Studies were performed evaluating the role of Smad3, a transcription factor mediating canonical TGF-β signaling, on scarring and adhesion formation using an established flexor digitorum longus (FDL) tendon repair model. In unoperated animals the metatarsophalangeal (MTP) range of motion (ROM) was similar in Smad3(-/-) and wild-type (WT) mice while the basal tensile strength of Smad3(-/-) tendons was significantly (39%) lower than in WT controls. At 14 and 21 days following repair Smad3(-/-) MTP ROM reached approximately 50% of the basal level and was twice that observed in WT tendon repairs, consistent with reduced adhesion formation. Smad3(-/-) and WT maximal tensile repair strength on post-operative day 14 was similar.

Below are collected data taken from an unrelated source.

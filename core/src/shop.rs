/*
 * SPDX-FileCopyrightText: 2025 Wavelens UG <info@wavelens.io>
 *
 * SPDX-License-Identifier: AGPL-3.0-only
 */

use super::input::{InputError, Validate};
use super::points::PointsError;
use super::types::*;
use chrono::Utc;
use sea_orm::ActiveValue::Set;
use sea_orm::{
    ActiveModelTrait, ConnectionTrait, DbErr, EntityTrait, IntoActiveModel, QueryOrder,
};
use tracing::info;
use uuid::Uuid;

#[derive(Debug, Clone, PartialEq, Default)]
pub struct NewShopItem {
    pub name: String,
    pub description: Option<String>,
    pub point_cost: i64,
    pub stock_quantity: i32,
    pub active: bool,
    pub image_url: Option<String>,
}

impl Validate for NewShopItem {
    fn validate(&self) -> Result<(), InputError> {
        let mut errors = InputError::new();
        errors.check(!self.name.trim().is_empty(), "name", "Name is required");
        errors.check(
            self.point_cost > 0,
            "point_cost",
            "Point cost must be greater than 0",
        );
        errors.check(
            self.stock_quantity >= 0,
            "stock_quantity",
            "Stock quantity cannot be negative",
        );
        errors.check(self.image_url.is_some(), "image", "Image is required");
        errors.into_result()
    }
}

#[derive(Debug, Clone, PartialEq, Default)]
pub struct ShopItemPatch {
    pub name: Option<String>,
    pub description: Option<String>,
    pub point_cost: Option<i64>,
    pub stock_quantity: Option<i32>,
    pub active: Option<bool>,
    pub image_url: Option<String>,
}

impl ShopItemPatch {
    pub fn is_empty(&self) -> bool {
        self.name.is_none()
            && self.description.is_none()
            && self.point_cost.is_none()
            && self.stock_quantity.is_none()
            && self.active.is_none()
            && self.image_url.is_none()
    }
}

impl Validate for ShopItemPatch {
    fn validate(&self) -> Result<(), InputError> {
        let mut errors = InputError::new();
        if let Some(name) = &self.name {
            errors.check(!name.trim().is_empty(), "name", "Name cannot be empty");
        }
        if let Some(point_cost) = self.point_cost {
            errors.check(
                point_cost > 0,
                "point_cost",
                "Point cost must be greater than 0",
            );
        }
        if let Some(stock_quantity) = self.stock_quantity {
            errors.check(
                stock_quantity >= 0,
                "stock_quantity",
                "Stock quantity cannot be negative",
            );
        }
        errors.into_result()
    }
}

/// Every item including inactive ones, newest first.
pub async fn all_shop_items<C: ConnectionTrait>(db: &C) -> Result<Vec<MPointsShopItem>, DbErr> {
    EPointsShopItem::find()
        .order_by_desc(CPointsShopItem::CreatedAt)
        .all(db)
        .await
}

pub async fn get_shop_item<C: ConnectionTrait>(
    db: &C,
    id: Uuid,
) -> Result<MPointsShopItem, PointsError> {
    EPointsShopItem::find_by_id(id)
        .one(db)
        .await?
        .ok_or(PointsError::ItemNotFound)
}

pub async fn create_shop_item<C: ConnectionTrait>(
    db: &C,
    new: NewShopItem,
) -> Result<MPointsShopItem, DbErr> {
    let now = Utc::now().naive_utc();

    let item = APointsShopItem {
        id: Set(Uuid::new_v4()),
        name: Set(new.name.trim().to_string()),
        description: Set(new.description),
        point_cost: Set(new.point_cost),
        stock_quantity: Set(new.stock_quantity),
        image_url: Set(new.image_url),
        active: Set(new.active),
        created_at: Set(now),
        updated_at: Set(now),
    }
    .insert(db)
    .await?;

    info!(item = %item.id, name = %item.name, "Created points shop item");
    Ok(item)
}

/// Returns the updated item and the image URL it replaced, if any.
pub async fn update_shop_item<C: ConnectionTrait>(
    db: &C,
    id: Uuid,
    patch: ShopItemPatch,
) -> Result<(MPointsShopItem, Option<String>), PointsError> {
    let item = get_shop_item(db, id).await?;
    let mut replaced_image = None;
    let mut aitem = item.clone().into_active_model();

    if let Some(name) = patch.name {
        aitem.name = Set(name.trim().to_string());
    }
    if let Some(description) = patch.description {
        aitem.description = Set(Some(description));
    }
    if let Some(point_cost) = patch.point_cost {
        aitem.point_cost = Set(point_cost);
    }
    if let Some(stock_quantity) = patch.stock_quantity {
        aitem.stock_quantity = Set(stock_quantity);
    }
    if let Some(active) = patch.active {
        aitem.active = Set(active);
    }
    if let Some(image_url) = patch.image_url {
        replaced_image = item.image_url.clone();
        aitem.image_url = Set(Some(image_url));
    }

    aitem.updated_at = Set(Utc::now().naive_utc());
    let item = aitem.update(db).await?;

    Ok((item, replaced_image))
}

/// Hard delete. Past redemptions keep their row with the item reference
/// cleared by the foreign key.
pub async fn delete_shop_item<C: ConnectionTrait>(
    db: &C,
    id: Uuid,
) -> Result<MPointsShopItem, PointsError> {
    let item = get_shop_item(db, id).await?;
    EPointsShopItem::delete_by_id(id).exec(db).await?;

    info!(item = %id, "Deleted points shop item");
    Ok(item)
}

However, Smad3(-/-) tendon repairs maximal tensile strength on day 21 was 42% lower than observed in matched WT mice, mimicking the relative decrease in strength observed in Smad3(-/-) FDL tendons under basal conditions. Histology showed reduced "healing callus" in Smad3(-/-) tendons while quantitative PCR, in situ hybridization, and immunohistochemistry showed decreased col3a1 and col1a1 and increased MMP9 gene and protein expression in repaired Smad3(-/-) tendons. Thus, Smad3(-/-) mice have reduced collagen and increased MMP9 gene and protein expression and decreased scarring following tendon FDL tendon repair.